Task objective:
Please return the lines of the data that contain "colors".

The records:

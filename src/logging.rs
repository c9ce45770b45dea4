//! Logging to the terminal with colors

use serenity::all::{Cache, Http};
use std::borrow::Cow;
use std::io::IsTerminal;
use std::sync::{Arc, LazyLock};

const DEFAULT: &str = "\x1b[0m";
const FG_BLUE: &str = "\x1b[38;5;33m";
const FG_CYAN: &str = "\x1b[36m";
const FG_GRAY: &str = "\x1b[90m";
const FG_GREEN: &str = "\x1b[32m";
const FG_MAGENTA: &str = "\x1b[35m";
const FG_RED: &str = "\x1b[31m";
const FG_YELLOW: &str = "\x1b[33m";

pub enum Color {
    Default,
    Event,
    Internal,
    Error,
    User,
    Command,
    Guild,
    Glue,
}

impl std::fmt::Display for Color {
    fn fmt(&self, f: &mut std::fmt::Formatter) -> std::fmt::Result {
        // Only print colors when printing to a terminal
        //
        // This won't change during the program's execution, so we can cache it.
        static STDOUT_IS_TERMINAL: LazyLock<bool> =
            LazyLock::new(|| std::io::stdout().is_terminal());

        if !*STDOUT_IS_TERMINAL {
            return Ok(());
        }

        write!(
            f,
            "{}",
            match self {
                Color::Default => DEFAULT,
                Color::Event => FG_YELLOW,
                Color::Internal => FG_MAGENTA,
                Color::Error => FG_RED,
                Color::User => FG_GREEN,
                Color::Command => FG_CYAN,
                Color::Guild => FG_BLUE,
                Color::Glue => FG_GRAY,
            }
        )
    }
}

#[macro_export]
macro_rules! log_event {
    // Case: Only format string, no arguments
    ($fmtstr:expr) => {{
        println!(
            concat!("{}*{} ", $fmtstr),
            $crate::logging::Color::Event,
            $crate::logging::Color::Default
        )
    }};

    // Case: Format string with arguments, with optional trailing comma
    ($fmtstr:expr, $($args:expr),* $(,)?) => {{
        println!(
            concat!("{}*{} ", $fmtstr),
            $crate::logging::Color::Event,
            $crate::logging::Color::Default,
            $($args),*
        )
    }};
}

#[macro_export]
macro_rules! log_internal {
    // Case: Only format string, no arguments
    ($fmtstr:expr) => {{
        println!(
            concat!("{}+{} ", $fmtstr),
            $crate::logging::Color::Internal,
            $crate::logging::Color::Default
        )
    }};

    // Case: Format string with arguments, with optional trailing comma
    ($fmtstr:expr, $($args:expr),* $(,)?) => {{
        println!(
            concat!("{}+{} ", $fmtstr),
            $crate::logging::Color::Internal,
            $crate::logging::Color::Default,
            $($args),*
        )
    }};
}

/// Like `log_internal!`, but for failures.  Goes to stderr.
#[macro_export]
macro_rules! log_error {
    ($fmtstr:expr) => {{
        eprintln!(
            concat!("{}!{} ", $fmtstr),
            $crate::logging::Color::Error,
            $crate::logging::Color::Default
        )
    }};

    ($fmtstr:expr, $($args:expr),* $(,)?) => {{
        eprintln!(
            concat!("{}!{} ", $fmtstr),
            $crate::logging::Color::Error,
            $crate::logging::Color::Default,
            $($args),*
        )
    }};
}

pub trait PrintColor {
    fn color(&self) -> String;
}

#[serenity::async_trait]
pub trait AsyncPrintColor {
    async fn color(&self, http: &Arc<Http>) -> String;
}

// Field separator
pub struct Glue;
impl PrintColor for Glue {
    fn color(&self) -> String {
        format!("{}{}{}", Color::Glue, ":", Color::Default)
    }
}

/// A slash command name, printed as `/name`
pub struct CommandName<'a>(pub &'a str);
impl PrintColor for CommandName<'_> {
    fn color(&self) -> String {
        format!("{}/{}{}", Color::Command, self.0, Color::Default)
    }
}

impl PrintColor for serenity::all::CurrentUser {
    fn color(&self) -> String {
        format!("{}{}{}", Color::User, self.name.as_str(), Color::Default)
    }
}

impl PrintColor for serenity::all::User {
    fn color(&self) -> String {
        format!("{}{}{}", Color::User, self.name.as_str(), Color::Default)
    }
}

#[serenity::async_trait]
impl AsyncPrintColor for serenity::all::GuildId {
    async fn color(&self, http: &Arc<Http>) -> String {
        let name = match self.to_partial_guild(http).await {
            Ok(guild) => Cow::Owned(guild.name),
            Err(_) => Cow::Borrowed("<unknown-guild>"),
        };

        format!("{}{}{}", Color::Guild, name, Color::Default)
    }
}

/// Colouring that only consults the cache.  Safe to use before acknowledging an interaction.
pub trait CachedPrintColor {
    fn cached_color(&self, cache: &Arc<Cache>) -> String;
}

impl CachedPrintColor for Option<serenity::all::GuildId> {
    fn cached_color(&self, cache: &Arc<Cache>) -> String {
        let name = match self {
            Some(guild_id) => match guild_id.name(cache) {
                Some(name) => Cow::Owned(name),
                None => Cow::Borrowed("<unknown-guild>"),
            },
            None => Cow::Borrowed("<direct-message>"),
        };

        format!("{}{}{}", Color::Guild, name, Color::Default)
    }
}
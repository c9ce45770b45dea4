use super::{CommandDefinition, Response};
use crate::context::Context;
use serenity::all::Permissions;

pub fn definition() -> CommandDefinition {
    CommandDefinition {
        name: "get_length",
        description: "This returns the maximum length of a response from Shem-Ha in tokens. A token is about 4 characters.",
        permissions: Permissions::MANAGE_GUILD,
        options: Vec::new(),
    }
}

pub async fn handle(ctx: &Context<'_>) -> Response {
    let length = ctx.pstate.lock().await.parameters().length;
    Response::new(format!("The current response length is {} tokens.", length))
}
...
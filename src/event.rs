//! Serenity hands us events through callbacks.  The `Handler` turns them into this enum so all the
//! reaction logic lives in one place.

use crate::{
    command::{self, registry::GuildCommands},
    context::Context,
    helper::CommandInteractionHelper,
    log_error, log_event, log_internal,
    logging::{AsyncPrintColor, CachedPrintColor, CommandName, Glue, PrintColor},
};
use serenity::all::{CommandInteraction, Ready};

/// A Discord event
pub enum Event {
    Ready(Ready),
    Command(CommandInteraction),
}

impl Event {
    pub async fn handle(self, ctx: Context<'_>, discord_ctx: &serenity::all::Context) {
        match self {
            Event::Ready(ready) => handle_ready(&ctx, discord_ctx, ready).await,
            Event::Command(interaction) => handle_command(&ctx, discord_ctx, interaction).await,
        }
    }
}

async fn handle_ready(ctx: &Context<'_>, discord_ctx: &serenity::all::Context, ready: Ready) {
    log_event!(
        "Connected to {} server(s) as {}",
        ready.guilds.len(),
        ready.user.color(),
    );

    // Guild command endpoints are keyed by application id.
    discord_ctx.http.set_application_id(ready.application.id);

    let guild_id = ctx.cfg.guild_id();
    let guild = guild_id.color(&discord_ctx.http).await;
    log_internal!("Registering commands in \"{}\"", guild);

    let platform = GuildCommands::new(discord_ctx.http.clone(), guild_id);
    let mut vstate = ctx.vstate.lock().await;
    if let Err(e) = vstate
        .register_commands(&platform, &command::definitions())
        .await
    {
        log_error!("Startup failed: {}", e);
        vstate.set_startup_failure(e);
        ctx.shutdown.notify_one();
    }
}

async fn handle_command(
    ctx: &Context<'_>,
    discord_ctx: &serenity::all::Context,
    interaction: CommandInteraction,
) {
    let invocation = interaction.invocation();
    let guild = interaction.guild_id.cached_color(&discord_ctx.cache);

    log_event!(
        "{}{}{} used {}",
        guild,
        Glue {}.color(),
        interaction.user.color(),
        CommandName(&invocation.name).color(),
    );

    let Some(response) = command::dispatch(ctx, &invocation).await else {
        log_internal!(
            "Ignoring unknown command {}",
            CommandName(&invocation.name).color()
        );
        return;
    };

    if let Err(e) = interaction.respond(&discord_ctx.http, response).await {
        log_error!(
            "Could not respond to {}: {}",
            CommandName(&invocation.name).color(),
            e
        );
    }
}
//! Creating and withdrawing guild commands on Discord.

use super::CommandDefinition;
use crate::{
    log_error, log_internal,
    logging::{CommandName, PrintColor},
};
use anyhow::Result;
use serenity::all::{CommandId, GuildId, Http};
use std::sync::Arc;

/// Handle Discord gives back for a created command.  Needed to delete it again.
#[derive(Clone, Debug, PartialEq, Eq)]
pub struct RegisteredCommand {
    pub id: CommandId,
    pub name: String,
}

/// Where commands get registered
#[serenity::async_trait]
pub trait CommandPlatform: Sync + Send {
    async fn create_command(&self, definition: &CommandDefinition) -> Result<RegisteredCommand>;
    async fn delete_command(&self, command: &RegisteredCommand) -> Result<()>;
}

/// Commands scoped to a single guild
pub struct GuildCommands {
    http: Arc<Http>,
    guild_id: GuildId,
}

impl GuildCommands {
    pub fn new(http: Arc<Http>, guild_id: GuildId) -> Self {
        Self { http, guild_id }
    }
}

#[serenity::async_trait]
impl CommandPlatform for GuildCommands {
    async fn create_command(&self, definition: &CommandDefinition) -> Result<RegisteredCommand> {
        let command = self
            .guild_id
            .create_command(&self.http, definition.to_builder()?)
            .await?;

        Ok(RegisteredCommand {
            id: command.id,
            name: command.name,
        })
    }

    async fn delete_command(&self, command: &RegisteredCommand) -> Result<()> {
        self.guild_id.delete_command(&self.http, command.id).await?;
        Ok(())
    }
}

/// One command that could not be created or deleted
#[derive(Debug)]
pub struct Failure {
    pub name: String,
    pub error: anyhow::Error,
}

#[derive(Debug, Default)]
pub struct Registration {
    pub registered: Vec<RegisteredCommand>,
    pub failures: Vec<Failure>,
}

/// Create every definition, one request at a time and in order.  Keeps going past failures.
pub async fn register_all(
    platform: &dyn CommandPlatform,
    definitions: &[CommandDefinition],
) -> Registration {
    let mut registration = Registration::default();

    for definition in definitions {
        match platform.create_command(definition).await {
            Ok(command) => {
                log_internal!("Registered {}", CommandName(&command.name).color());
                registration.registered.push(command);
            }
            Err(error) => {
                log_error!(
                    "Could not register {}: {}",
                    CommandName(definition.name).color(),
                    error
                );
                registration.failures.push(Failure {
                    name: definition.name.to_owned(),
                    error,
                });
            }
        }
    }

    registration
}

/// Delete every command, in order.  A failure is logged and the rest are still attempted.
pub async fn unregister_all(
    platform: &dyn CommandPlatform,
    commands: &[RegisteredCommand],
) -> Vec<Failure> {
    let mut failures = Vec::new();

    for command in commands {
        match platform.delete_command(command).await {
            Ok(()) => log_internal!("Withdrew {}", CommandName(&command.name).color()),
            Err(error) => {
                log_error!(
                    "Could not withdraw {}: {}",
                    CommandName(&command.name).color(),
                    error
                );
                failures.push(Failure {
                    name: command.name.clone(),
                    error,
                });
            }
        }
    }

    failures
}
* * *
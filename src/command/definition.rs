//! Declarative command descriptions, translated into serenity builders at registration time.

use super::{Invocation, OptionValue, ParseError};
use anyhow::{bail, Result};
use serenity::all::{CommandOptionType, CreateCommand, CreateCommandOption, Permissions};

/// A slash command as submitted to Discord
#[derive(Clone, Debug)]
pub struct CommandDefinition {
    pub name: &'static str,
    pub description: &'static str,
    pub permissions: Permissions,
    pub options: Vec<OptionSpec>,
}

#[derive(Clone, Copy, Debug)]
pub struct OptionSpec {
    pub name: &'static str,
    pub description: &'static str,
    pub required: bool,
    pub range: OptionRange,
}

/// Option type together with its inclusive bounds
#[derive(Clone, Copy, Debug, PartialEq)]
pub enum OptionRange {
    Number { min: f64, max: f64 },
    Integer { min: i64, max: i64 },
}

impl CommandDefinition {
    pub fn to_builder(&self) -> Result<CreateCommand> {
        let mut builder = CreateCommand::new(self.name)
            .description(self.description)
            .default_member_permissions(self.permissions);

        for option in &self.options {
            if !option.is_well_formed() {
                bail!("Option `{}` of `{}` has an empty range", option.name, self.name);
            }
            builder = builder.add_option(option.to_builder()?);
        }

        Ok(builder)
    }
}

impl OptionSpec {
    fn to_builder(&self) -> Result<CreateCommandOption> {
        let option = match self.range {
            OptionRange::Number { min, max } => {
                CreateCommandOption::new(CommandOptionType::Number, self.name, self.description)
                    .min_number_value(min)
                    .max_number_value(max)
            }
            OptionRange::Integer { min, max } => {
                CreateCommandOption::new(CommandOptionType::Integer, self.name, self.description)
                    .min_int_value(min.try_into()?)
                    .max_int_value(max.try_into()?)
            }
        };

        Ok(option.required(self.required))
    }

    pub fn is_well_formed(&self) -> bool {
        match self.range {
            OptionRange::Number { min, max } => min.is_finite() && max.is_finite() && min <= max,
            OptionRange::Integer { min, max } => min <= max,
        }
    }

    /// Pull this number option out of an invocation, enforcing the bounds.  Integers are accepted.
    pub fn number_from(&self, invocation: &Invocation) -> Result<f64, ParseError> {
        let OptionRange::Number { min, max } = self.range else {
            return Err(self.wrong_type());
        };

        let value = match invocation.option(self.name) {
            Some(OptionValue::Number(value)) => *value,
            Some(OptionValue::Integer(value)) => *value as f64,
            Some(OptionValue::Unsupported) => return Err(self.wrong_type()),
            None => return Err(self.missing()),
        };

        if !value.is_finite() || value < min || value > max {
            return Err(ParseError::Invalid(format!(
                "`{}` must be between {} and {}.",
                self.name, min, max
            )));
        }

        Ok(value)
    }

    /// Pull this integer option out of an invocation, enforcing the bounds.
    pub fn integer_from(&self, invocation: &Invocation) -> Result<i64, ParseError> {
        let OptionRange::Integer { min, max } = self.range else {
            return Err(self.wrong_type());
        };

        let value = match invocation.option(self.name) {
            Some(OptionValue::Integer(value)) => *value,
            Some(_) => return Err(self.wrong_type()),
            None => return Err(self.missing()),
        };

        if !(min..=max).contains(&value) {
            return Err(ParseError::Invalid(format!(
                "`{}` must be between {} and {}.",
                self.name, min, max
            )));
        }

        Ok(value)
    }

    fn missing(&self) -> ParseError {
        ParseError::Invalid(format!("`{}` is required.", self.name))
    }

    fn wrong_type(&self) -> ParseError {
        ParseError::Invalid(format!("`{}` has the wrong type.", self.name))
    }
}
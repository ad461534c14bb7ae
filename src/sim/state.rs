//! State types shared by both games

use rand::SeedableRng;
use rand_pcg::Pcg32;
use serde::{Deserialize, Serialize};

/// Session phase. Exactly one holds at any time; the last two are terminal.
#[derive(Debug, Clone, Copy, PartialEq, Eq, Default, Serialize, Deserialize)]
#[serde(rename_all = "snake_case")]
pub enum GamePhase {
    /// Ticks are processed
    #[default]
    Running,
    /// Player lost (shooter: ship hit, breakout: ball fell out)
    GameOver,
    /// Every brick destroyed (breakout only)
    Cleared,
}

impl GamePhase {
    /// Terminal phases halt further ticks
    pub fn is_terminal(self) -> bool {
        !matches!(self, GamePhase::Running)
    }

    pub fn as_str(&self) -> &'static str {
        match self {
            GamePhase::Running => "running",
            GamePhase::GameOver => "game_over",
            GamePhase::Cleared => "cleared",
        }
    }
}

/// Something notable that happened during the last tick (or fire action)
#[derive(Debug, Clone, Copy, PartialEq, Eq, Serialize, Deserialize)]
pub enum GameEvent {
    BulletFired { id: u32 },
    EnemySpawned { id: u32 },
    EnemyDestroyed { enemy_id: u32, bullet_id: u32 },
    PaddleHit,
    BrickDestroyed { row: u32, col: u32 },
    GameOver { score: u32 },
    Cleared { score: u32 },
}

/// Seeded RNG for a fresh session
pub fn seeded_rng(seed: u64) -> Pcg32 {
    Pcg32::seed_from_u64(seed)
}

Solved exercise:
//! Logging to the terminal with colors
        // Only print colors when printing to a terminal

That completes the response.